The Xanthomonas type III effector XopD targets the Arabidopsis transcription factor MYB30 to suppress plant defense

Abstract

Plant and animal pathogens inject type III effectors (T3Es) into host cells to suppress host immunity and promote successful infection. XopD, a T3E from Xanthomonas campestris pv vesicatoria, has been proposed to promote bacterial growth by targeting plant transcription factors and/or regulators. Here, we show that XopD from the B100 strain of X. campestris pv campestris is able to target MYB30, a transcription factor that positively regulates Arabidopsis thaliana defense and associated cell death responses to bacteria through transcriptional activation of genes related to very-long-chain fatty acid (VLCFA) metabolism. XopD specifically interacts with MYB30, resulting in inhibition of the transcriptional activation of MYB30 VLCFA-related target genes and suppression of Arabidopsis defense. The helix-loop-helix domain of XopD is necessary and sufficient to mediate these effects. These results illustrate an original strategy developed by Xanthomonas to subvert plant defense and promote development of disease.

Figure 1.

XopD_Xcv Relocalizes MYB30 to Nuclear Foci and Represses MYB30 Transcriptional Activity. (A) and (B) Confocal images of epidermal cells of N. benthamiana leaves 36 h after agroinfiltration of the indicated constructs.

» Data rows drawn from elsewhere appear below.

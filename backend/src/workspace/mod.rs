//! The schedule workspace: state machine, navigation, local preferences and
//! the controller that drives them.

pub mod controller;
pub mod navigator;
pub mod preferences;
pub mod state;

pub use controller::{auto_session_name, WorkspaceController};
pub use navigator::{order, ResidentNavigator};
pub use preferences::WorkspacePreferences;
pub use state::{AutoSave, ScheduleWorkspaceState, SolveTicket, WorkspacePhase};
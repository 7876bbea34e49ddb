//! Repository implementations module.
//!
//! This module contains the implementations of the `SessionRepository` trait:
//! - `local`: In-memory implementation for unit testing and local development
//! - `remote`: HTTP client for the session service
pub mod local;
pub mod remote;

pub use local::LocalRepository;
pub use remote::RemoteRepository;
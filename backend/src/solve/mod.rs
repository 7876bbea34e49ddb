//! Solve requests and the solver they are sent to.

pub mod client;
pub mod request;

pub use client::{ExportRequest, HttpSolverClient, SolverOracle};
pub use request::{PartBody, PinSet, RequestPart, SolveRequest, SolveRequestBuilder, TimeLimit};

Bars = 15 μm. (C) and (E) Transactivation of KCS1p by Arabidopsis MYB30 in N. benthamiana transient assays. Fluorimetric GUS assays in leaf discs 36 h after agroinfiltration of KCS1p:GUS (1), KCS1p:GUS + MYB30-TAP (2), KCS1p:GUS + MYB30-TAP + XopD_Xcv-YFPv (3), and KCS1p:GUS + MYB30-TAP + PopP2-YFPv (4) in (C) and of KCS1p:GUS (1), KCS1p:GUS + MYB96-TAP (2), and KCS1p:GUS + MYB96-TAP + XopD_Xcv-YFPv (3) in (E). Mean and se values were calculated from the results of eight independent experiments, with two to four replicates per experiment. Statistical significance according to a Student’s t test P value < 10⁻⁶ is indicated by letters. MU, methylumbelliferone; prot, protein. (D) and (F) Immunoblot analysis showing expression of TAP-tagged MYB30 or MYB96 and YFPv-tagged constructs. Ponceau S staining confirms equal loading. The interaction (+) or not (−) between CFP-tagged MYB proteins and YFPv-tagged constructs as determined by FRET-FLIM is indicated.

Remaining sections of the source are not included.